[[ DATA FOR ANALYSIS open ]]
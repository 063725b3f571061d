pub mod actor;
pub mod response;

pub use actor::ActorId;
pub use response::{ApiResponse, ApiResult};
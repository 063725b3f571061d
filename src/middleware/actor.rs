use axum::{async_trait, extract::FromRequestParts, http::request::Parts};
use uuid::Uuid;

use crate::error::ApiError;

pub const ACTOR_HEADER: &str = "x-user-id";

/// Verified id of the user making the request. Authentication happens
/// upstream; this only reads the forwarded header.
#[derive(Debug, Clone, Copy, PartialEq, Eq)]
pub struct ActorId(pub Uuid);

#[async_trait]
impl<S> FromRequestParts<S> for ActorId
where
    S: Send + Sync,
{
    type Rejection = ApiError;

    async fn from_request_parts(parts: &mut Parts, _state: &S) -> Result<Self, Self::Rejection> {
        let header = parts
            .headers
            .get(ACTOR_HEADER)
            .ok_or_else(|| ApiError::unauthorized("Missing X-User-Id header"))?;

        let value = header
            .to_str()
            .map_err(|_| ApiError::unauthorized("Invalid X-User-Id header format"))?;

        Uuid::parse_str(value.trim())
            .map(ActorId)
            .map_err(|_| ApiError::unauthorized("Invalid X-User-Id header format"))
    }
}
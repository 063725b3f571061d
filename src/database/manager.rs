use std::time::Duration;

use sqlx::{postgres::PgPoolOptions, PgPool};
use thiserror::Error;
use tracing::info;

use crate::config::DatabaseConfig;

/// Errors from the storage layer
#[derive(Debug, Error)]
pub enum DatabaseError {
    #[error("Missing configuration: {0}")]
    ConfigMissing(&'static str),

    #[error("Foreign key violation: {0}")]
    ForeignKeyViolation(String),

    #[error("Migration error: {0}")]
    Migration(#[from] sqlx::migrate::MigrateError),

    #[error(transparent)]
    Sqlx(#[from] sqlx::Error),
}

impl DatabaseError {
    /// Classifies constraint failures that callers can act on; everything
    /// else stays a plain sqlx error.
    pub fn classify(err: sqlx::Error) -> Self {
        if let sqlx::Error::Database(db_err) = &err {
            if db_err.is_foreign_key_violation() {
                let constraint = db_err.constraint().unwrap_or("unknown").to_string();
                return DatabaseError::ForeignKeyViolation(constraint);
            }
        }
        DatabaseError::Sqlx(err)
    }
}

/// Builds the single connection pool shared by every service
pub struct DatabaseManager;

impl DatabaseManager {
    pub async fn connect(config: &DatabaseConfig) -> Result<PgPool, DatabaseError> {
        let url = config
            .url
            .as_deref()
            .ok_or(DatabaseError::ConfigMissing("DATABASE_URL"))?;

        let pool = PgPoolOptions::new()
            .max_connections(config.max_connections)
            .acquire_timeout(Duration::from_secs(config.connection_timeout))
            .connect(url)
            .await?;

        info!("Created database pool (max_connections={})", config.max_connections);
        Ok(pool)
    }

    /// Applies pending migrations from `migrations/`
    pub async fn migrate(pool: &PgPool) -> Result<(), DatabaseError> {
        sqlx::migrate!("./migrations").run(pool).await?;
        info!("Database migrations applied");
        Ok(())
    }

    /// Pings the pool to ensure connectivity
    pub async fn health_check(pool: &PgPool) -> Result<(), DatabaseError> {
        sqlx::query("SELECT 1").execute(pool).await?;
        Ok(())
    }
}
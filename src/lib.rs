pub mod app;
pub mod cli;
pub mod config;
pub mod database;
pub mod error;
pub mod filter;
pub mod handlers;
pub mod middleware;
pub mod services;
pub mod types;

#[cfg(test)]
pub mod testing;
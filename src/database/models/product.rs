use std::collections::HashMap;

use serde::{Deserialize, Serialize};
use sqlx::FromRow;
use uuid::Uuid;

use crate::types::Meta;

pub const MAX_NAME_LEN: usize = 255;
pub const MAX_DESCRIPTION_LEN: usize = 255;

/// One entry of a product listing
#[derive(Debug, Clone, PartialEq, Eq, Serialize, Deserialize, FromRow)]
pub struct ProductItem {
    pub id: Uuid,
    pub name: String,
    pub price: i64,
    pub stock: i32,
}

/// Listing row carrying the window count of the whole result set
#[derive(Debug, Clone, FromRow)]
pub struct ProductItemRow {
    pub total_data: i64,
    #[sqlx(flatten)]
    pub item: ProductItem,
}

#[derive(Debug, Clone, PartialEq, Eq, Serialize, Deserialize)]
pub struct ProductList {
    pub items: Vec<ProductItem>,
    pub meta: Meta,
}

#[derive(Debug, Clone, Default, PartialEq, Eq, Serialize, Deserialize)]
pub struct CategoryRef {
    pub id: Option<Uuid>,
    pub name: Option<String>,
}

/// Product joined with its category. Category fields are empty when the
/// product has no category or points at one that no longer exists.
#[derive(Debug, Clone, PartialEq, Eq, Serialize, Deserialize)]
pub struct ProductDetail {
    pub id: Uuid,
    pub shop_id: Uuid,
    pub name: String,
    pub description: String,
    pub price: i64,
    pub stock: i32,
    pub category: CategoryRef,
}

#[derive(Debug, Clone, FromRow)]
pub struct ProductDetailRow {
    pub id: Uuid,
    pub shop_id: Uuid,
    pub name: String,
    pub description: String,
    pub price: i64,
    pub stock: i32,
    pub category_id: Option<Uuid>,
    pub category_name: Option<String>,
}

impl From<ProductDetailRow> for ProductDetail {
    fn from(row: ProductDetailRow) -> Self {
        Self {
            id: row.id,
            shop_id: row.shop_id,
            name: row.name,
            description: row.description,
            price: row.price,
            stock: row.stock,
            category: CategoryRef {
                id: row.category_id,
                name: row.category_name,
            },
        }
    }
}

/// Ownership chain of a live product: product -> shop -> user
#[derive(Debug, Clone, PartialEq, Eq, Serialize, Deserialize, FromRow)]
pub struct ProductOwnership {
    pub id: Uuid,
    pub shop_id: Uuid,
    pub user_id: Uuid,
}

#[derive(Debug, Clone, PartialEq, Eq, Serialize, Deserialize)]
pub struct NewProduct {
    pub shop_id: Uuid,
    pub category_id: Uuid,
    pub name: String,
    pub description: String,
    pub price: i64,
    pub stock: i32,
}

#[derive(Debug, Clone, PartialEq, Eq, Serialize, Deserialize)]
pub struct ProductChanges {
    pub category_id: Uuid,
    pub name: String,
    pub description: String,
    pub price: i64,
    pub stock: i32,
}

#[derive(Debug, Clone, Copy, PartialEq, Eq, Serialize, Deserialize)]
pub struct ProductId {
    pub id: Uuid,
}

pub type FieldErrors = HashMap<String, String>;

impl NewProduct {
    pub fn validate(&self) -> Result<(), FieldErrors> {
        into_result(validate_fields(&self.name, &self.description, self.price, self.stock))
    }
}

impl ProductChanges {
    pub fn validate(&self) -> Result<(), FieldErrors> {
        into_result(validate_fields(&self.name, &self.description, self.price, self.stock))
    }
}

fn validate_fields(name: &str, description: &str, price: i64, stock: i32) -> FieldErrors {
    let mut errors = FieldErrors::new();

    if name.trim().is_empty() {
        errors.insert("name".to_string(), "This field is required".to_string());
    } else if name.chars().count() > MAX_NAME_LEN {
        errors.insert("name".to_string(), format!("Must be at most {} characters", MAX_NAME_LEN));
    }

    if description.trim().is_empty() {
        errors.insert("description".to_string(), "This field is required".to_string());
    } else if description.chars().count() > MAX_DESCRIPTION_LEN {
        errors.insert("description".to_string(), format!("Must be at most {} characters", MAX_DESCRIPTION_LEN));
    }

    if price < 0 {
        errors.insert("price".to_string(), "Must be greater than or equal to 0".to_string());
    }
    if stock < 0 {
        errors.insert("stock".to_string(), "Must be greater than or equal to 0".to_string());
    }

    errors
}

fn into_result(errors: FieldErrors) -> Result<(), FieldErrors> {
    if errors.is_empty() {
        Ok(())
    } else {
        Err(errors)
    }
}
[[ DATA FOR ANALYSIS closed ]]
#### [PROBLEM DESCRIPTION]
Please return every entry exactly as it appears.

#### [SOLUTION TO THIS PROBLEM]
repository 063725b3f571061d
pub mod actor;
pub mod response;

pub use actor::ActorId;
pub use response::{ApiResponse, ApiResult};
repository 063725b3f571061d
filename src/middleware/actor.rs
use axum::{async_trait, extract::FromRequestParts, http::request::Parts};
use uuid::Uuid;

use crate::error::ApiError;

pub const ACTOR_HEADER: &str = "x-user-id";

/// Verified id of the user making the request. Authentication happens
/// upstream; this only reads the forwarded header.
#[derive(Debug, Clone, Copy, PartialEq, Eq)]
pub struct ActorId(pub Uuid);

#[async_trait]
impl<S> FromRequestParts<S> for ActorId
where
    S: Send + Sync,
{
    type Rejection = ApiError;

    async fn from_request_parts(parts: &mut Parts, _state: &S) -> Result<Self, Self::Rejection> {
        let header = parts
            .headers
            .get(ACTOR_HEADER)
            .ok_or_else(|| ApiError::unauthorized("Missing X-User-Id header"))?;

        let value = header
            .to_str()
            .map_err(|_| ApiError::unauthorized("Invalid X-User-Id header format"))?;

        Uuid::parse_str(value.trim())
            .map(ActorId)
            .map_err(|_| ApiError::unauthorized("Invalid X-User-Id header format"))
    }
}
repository 063725b3f571061d
filename src/database/manager.rs
use std::time::Duration;

use sqlx::{postgres::PgPoolOptions, PgPool};
use thiserror::Error;
use tracing::info;

use crate::config::DatabaseConfig;

/// Errors from the storage layer
#[derive(Debug, Error)]
pub enum DatabaseError {
    #[error("Missing configuration: {0}")]
    ConfigMissing(&'static str),

    #[error("Foreign key violation: {0}")]
    ForeignKeyViolation(String),

    #[error("Migration error: {0}")]
    Migration(#[from] sqlx::migrate::MigrateError),

    #[error(transparent)]
    Sqlx(#[from] sqlx::Error),
}

impl DatabaseError {
    /// Classifies constraint failures that callers can act on; everything
    /// else stays a plain sqlx error.
    pub fn classify(err: sqlx::Error) -> Self {
        if let sqlx::Error::Database(db_err) = &err {
            if db_err.is_foreign_key_violation() {
                let constraint = db_err.constraint().unwrap_or("unknown").to_string();
                return DatabaseError::ForeignKeyViolation(constraint);
            }
        }
        DatabaseError::Sqlx(err)
    }
}

/// Builds the single connection pool shared by every service
pub struct DatabaseManager;

impl DatabaseManager {
    pub async fn connect(config: &DatabaseConfig) -> Result<PgPool, DatabaseError> {
        let url = config
            .url
            .as_deref()
            .ok_or(DatabaseError::ConfigMissing("DATABASE_URL"))?;

        let pool = PgPoolOptions::new()
            .max_connections(config.max_connections)
            .acquire_timeout(Duration::from_secs(config.connection_timeout))
            .connect(url)
            .await?;

        info!("Created database pool (max_connections={})", config.max_connections);
        Ok(pool)
    }

    /// Applies pending migrations from `migrations/`
    pub async fn migrate(pool: &PgPool) -> Result<(), DatabaseError> {
        sqlx::migrate!("./migrations").run(pool).await?;
        info!("Database migrations applied");
        Ok(())
    }

    /// Pings the pool to ensure connectivity
    pub async fn health_check(pool: &PgPool) -> Result<(), DatabaseError> {
        sqlx::query("SELECT 1").execute(pool).await?;
        Ok(())
    }
}
filename src/lib.rs
pub mod app;
pub mod cli;
pub mod config;
pub mod database;
pub mod error;
pub mod filter;
pub mod handlers;
pub mod middleware;
pub mod services;
pub mod types;

#[cfg(test)]
pub mod testing;
filename src/database/models/product.rs
use std::collections::HashMap;

use serde::{Deserialize, Serialize};
use sqlx::FromRow;
use uuid::Uuid;

use crate::types::Meta;

pub const MAX_NAME_LEN: usize = 255;
pub const MAX_DESCRIPTION_LEN: usize = 255;

/// One entry of a product listing
#[derive(Debug, Clone, PartialEq, Eq, Serialize, Deserialize, FromRow)]
pub struct ProductItem {
    pub id: Uuid,
    pub name: String,
    pub price: i64,
    pub stock: i32,
}

/// Listing row carrying the window count of the whole result set
#[derive(Debug, Clone, FromRow)]
pub struct ProductItemRow {
    pub total_data: i64,
    #[sqlx(flatten)]
    pub item: ProductItem,
}

#[derive(Debug, Clone, PartialEq, Eq, Serialize, Deserialize)]
pub struct ProductList {
    pub items: Vec<ProductItem>,
    pub meta: Meta,
}

#[derive(Debug, Clone, Default, PartialEq, Eq, Serialize, Deserialize)]
pub struct CategoryRef {
    pub id: Option<Uuid>,
    pub name: Option<String>,
}

/// Product joined with its category. Category fields are empty when the
/// product has no category or points at one that no longer exists.
#[derive(Debug, Clone, PartialEq, Eq, Serialize, Deserialize)]
pub struct ProductDetail {
    pub id: Uuid,
    pub shop_id: Uuid,
    pub name: String,
    pub description: String,
    pub price: i64,
    pub stock: i32,
    pub category: CategoryRef,
}

#[derive(Debug, Clone, FromRow)]
pub struct ProductDetailRow {
    pub id: Uuid,
    pub shop_id: Uuid,
    pub name: String,
    pub description: String,
    pub price: i64,
    pub stock: i32,
    pub category_id: Option<Uuid>,
    pub category_name: Option<String>,
}

impl From<ProductDetailRow> for ProductDetail {
    fn from(row: ProductDetailRow) -> Self {
        Self {
            id: row.id,
            shop_id: row.shop_id,
            name: row.name,
            description: row.description,
            price: row.price,
            stock: row.stock,
            category: CategoryRef {
                id: row.category_id,
                name: row.category_name,
            },
        }
    }
}

/// Ownership chain of a live product: product -> shop -> user
#[derive(Debug, Clone, PartialEq, Eq, Serialize, Deserialize, FromRow)]
pub struct ProductOwnership {
    pub id: Uuid,
    pub shop_id: Uuid,
    pub user_id: Uuid,
}

#[derive(Debug, Clone, PartialEq, Eq, Serialize, Deserialize)]
pub struct NewProduct {
    pub shop_id: Uuid,
    pub category_id: Uuid,
    pub name: String,
    pub description: String,
    pub price: i64,
    pub stock: i32,
}

#[derive(Debug, Clone, PartialEq, Eq, Serialize, Deserialize)]
pub struct ProductChanges {
    pub category_id: Uuid,
    pub name: String,
    pub description: String,
    pub price: i64,
    pub stock: i32,
}

#[derive(Debug, Clone, Copy, PartialEq, Eq, Serialize, Deserialize)]
pub struct ProductId {
    pub id: Uuid,
}

pub type FieldErrors = HashMap<String, String>;

impl NewProduct {
    pub fn validate(&self) -> Result<(), FieldErrors> {
        into_result(validate_fields(&self.name, &self.description, self.price, self.stock))
    }
}

impl ProductChanges {
    pub fn validate(&self) -> Result<(), FieldErrors> {
        into_result(validate_fields(&self.name, &self.description, self.price, self.stock))
    }
}

fn validate_fields(name: &str, description: &str, price: i64, stock: i32) -> FieldErrors {
    let mut errors = FieldErrors::new();

    if name.trim().is_empty() {
        errors.insert("name".to_string(), "This field is required".to_string());
    } else if name.chars().count() > MAX_NAME_LEN {
        errors.insert("name".to_string(), format!("Must be at most {} characters", MAX_NAME_LEN));
    }

    if description.trim().is_empty() {
        errors.insert("description".to_string(), "This field is required".to_string());
    } else if description.chars().count() > MAX_DESCRIPTION_LEN {
        errors.insert("description".to_string(), format!("Must be at most {} characters", MAX_DESCRIPTION_LEN));
    }

    if price < 0 {
        errors.insert("price".to_string(), "Must be greater than or equal to 0".to_string());
    }
    if stock < 0 {
        errors.insert("stock".to_string(), "Must be greater than or equal to 0".to_string());
    }

    errors
}

fn into_result(errors: FieldErrors) -> Result<(), FieldErrors> {
    if errors.is_empty() {
        Ok(())
    } else {
        Err(errors)
    }
}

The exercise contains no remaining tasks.